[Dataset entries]
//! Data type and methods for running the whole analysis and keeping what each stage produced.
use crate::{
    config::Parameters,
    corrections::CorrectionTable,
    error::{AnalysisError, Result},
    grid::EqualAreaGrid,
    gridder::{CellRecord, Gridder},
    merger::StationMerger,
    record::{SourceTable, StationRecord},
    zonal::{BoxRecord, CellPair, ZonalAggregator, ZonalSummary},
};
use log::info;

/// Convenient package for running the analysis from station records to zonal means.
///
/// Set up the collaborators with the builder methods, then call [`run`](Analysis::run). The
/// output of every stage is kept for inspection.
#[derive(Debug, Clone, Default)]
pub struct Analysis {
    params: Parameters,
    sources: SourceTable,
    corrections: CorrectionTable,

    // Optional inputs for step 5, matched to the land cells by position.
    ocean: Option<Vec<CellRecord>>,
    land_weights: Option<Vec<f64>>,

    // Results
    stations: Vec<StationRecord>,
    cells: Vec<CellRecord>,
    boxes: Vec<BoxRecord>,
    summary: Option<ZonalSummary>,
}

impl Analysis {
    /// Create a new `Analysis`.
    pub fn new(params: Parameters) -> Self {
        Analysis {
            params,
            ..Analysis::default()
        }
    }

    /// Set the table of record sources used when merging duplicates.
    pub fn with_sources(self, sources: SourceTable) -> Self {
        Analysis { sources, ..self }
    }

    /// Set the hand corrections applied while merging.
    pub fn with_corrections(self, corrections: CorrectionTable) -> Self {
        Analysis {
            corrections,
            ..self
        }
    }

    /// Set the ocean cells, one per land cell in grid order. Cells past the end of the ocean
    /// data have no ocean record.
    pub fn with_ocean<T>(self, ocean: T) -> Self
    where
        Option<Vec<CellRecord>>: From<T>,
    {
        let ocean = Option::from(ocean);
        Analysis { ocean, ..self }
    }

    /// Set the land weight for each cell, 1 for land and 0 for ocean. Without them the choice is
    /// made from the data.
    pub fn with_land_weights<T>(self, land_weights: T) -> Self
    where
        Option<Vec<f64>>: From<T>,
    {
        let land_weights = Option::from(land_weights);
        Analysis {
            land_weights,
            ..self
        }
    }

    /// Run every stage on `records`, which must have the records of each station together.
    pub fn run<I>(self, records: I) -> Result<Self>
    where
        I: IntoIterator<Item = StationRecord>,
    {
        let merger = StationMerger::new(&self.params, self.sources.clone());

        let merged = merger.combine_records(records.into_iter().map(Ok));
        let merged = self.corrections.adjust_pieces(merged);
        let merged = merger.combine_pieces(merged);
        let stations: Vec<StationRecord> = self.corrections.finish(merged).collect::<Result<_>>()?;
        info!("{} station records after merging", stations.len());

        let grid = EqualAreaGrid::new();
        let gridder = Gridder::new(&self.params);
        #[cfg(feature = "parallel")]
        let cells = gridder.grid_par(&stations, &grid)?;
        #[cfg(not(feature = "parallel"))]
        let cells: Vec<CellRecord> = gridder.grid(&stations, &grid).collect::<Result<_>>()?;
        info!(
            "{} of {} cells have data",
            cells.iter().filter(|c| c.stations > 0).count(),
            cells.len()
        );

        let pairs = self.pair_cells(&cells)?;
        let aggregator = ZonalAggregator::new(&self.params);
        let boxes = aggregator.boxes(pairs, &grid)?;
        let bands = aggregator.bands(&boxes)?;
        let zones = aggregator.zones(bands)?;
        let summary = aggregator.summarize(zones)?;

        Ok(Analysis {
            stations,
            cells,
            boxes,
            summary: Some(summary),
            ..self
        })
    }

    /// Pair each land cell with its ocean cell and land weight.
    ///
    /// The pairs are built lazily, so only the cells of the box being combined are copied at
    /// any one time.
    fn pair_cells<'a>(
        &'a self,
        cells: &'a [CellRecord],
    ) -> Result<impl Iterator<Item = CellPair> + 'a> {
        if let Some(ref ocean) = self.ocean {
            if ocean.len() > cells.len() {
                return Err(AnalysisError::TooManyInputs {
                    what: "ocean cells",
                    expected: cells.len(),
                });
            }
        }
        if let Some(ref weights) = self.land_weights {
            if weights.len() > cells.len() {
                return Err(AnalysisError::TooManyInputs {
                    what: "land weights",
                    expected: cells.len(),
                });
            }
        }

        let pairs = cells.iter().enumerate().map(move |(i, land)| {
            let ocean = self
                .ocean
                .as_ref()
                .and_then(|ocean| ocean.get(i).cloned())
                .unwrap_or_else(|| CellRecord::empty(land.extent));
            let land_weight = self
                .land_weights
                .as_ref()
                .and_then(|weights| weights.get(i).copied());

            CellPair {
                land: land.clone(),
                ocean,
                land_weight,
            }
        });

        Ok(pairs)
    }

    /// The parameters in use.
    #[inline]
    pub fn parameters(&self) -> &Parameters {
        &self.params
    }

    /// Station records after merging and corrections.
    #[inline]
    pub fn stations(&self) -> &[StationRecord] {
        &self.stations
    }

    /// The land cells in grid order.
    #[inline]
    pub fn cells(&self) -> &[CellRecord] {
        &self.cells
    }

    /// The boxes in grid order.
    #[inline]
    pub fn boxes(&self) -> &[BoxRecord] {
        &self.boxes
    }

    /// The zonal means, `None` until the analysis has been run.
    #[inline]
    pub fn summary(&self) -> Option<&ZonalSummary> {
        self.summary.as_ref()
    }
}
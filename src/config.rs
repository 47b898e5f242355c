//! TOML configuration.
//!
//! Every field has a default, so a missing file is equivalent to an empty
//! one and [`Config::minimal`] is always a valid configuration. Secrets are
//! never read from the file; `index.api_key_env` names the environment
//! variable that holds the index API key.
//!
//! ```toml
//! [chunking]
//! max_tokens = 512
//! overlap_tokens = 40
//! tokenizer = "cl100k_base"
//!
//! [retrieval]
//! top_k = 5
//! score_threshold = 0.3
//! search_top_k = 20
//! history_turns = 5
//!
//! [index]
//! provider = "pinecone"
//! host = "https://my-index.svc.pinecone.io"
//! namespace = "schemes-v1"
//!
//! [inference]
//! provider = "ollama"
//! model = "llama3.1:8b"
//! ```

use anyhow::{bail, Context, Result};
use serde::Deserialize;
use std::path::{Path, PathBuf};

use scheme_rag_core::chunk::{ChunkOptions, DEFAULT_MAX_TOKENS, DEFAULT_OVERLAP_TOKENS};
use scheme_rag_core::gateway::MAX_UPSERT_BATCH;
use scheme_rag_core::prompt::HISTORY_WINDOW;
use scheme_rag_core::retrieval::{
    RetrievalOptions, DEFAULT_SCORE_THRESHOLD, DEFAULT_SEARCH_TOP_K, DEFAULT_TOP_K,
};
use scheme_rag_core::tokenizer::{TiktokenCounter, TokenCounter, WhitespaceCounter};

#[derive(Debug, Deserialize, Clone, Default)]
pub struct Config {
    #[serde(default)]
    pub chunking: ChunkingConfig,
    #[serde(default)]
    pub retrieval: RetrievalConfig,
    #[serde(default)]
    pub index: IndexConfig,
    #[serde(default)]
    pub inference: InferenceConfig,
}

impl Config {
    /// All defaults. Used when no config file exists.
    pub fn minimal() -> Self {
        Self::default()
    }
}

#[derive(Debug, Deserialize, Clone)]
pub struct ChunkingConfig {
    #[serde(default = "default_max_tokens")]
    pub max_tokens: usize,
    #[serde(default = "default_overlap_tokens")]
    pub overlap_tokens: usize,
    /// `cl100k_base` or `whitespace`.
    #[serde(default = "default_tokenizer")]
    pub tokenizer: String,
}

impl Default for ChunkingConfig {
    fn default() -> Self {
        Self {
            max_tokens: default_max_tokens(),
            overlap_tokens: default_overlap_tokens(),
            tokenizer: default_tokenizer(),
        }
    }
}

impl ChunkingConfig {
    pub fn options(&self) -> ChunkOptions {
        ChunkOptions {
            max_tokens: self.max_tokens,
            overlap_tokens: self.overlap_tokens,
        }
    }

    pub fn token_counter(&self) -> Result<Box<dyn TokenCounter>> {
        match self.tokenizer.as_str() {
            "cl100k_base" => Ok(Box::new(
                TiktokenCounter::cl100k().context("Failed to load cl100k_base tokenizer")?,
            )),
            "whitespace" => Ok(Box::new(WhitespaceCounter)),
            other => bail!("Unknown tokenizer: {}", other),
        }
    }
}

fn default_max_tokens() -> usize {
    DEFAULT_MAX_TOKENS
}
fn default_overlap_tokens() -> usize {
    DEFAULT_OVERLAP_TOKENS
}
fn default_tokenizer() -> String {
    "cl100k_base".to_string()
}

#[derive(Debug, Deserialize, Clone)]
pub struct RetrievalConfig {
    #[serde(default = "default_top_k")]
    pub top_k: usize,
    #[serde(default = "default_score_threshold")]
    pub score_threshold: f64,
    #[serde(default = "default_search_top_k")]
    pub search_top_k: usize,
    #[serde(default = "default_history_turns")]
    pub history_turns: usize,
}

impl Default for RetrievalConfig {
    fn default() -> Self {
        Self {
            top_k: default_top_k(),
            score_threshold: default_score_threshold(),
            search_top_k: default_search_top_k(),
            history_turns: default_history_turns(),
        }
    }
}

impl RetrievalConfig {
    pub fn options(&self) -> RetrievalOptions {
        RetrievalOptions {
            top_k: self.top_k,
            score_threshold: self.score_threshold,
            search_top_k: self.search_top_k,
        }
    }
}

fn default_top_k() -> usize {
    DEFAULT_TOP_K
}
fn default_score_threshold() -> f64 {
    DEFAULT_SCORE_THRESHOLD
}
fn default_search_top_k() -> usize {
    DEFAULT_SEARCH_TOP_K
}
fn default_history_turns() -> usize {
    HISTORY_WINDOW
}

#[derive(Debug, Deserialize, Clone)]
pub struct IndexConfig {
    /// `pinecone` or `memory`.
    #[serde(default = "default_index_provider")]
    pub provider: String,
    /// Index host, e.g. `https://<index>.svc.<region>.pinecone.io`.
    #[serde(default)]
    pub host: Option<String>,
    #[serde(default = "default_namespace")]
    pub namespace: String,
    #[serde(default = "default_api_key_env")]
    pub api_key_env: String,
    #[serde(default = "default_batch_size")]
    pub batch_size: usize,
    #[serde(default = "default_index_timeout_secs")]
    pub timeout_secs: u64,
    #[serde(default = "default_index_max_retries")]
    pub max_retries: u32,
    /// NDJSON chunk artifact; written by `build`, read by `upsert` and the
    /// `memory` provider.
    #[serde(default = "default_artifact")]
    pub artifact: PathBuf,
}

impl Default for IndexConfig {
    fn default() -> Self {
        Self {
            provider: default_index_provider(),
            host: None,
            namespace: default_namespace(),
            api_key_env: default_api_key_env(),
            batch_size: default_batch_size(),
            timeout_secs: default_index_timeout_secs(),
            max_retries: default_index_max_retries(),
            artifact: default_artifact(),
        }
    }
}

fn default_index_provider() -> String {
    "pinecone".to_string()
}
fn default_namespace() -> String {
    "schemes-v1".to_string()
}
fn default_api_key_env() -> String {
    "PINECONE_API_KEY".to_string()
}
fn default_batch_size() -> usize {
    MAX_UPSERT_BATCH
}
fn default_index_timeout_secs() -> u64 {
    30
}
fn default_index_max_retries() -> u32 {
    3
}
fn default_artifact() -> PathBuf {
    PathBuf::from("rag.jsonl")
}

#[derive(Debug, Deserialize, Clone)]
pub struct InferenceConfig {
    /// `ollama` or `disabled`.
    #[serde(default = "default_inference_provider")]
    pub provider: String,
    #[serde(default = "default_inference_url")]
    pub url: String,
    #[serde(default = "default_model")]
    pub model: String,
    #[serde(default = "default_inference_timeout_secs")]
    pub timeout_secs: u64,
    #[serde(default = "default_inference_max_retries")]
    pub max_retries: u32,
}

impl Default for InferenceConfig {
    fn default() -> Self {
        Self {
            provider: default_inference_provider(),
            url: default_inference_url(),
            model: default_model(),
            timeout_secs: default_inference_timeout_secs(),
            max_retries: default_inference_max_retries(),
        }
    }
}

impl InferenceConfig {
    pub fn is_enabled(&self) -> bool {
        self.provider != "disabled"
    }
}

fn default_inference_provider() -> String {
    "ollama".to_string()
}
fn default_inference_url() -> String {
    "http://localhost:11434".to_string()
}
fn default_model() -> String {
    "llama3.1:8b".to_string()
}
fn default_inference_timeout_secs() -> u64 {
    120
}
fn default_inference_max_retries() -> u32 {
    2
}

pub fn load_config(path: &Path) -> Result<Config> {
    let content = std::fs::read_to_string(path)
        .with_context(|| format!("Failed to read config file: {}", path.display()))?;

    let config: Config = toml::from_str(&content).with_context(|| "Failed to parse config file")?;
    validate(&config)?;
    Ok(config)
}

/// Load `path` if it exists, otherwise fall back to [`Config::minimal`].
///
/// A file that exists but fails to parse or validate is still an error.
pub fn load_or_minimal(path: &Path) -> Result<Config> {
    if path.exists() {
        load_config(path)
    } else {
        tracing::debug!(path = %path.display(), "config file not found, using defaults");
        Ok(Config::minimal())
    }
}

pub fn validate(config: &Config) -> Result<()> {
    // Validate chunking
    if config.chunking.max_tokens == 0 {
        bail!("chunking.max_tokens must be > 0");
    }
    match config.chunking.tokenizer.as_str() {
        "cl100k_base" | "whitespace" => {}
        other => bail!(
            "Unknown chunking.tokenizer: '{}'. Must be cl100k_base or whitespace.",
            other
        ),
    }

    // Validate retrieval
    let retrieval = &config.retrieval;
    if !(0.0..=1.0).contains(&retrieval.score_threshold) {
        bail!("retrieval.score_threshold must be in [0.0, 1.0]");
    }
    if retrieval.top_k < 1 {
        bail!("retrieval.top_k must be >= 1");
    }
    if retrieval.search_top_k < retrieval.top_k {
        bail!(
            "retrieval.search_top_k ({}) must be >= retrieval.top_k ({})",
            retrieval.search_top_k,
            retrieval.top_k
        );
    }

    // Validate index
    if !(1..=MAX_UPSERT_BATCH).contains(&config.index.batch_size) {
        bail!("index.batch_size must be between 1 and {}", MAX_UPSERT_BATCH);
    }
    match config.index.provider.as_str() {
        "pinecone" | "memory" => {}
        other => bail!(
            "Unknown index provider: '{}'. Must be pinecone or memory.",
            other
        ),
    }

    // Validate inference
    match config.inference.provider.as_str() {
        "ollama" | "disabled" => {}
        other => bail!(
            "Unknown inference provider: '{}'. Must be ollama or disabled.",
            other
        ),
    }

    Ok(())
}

__Description of the task__:
Each line above that contains the word "TiktokenCounter" should be copied.

__Output__:
use scheme_rag_core::tokenizer::{TiktokenCounter, TokenCounter, WhitespaceCounter};
                TiktokenCounter::cl100k().context("Failed to load cl100k_base tokenizer")?,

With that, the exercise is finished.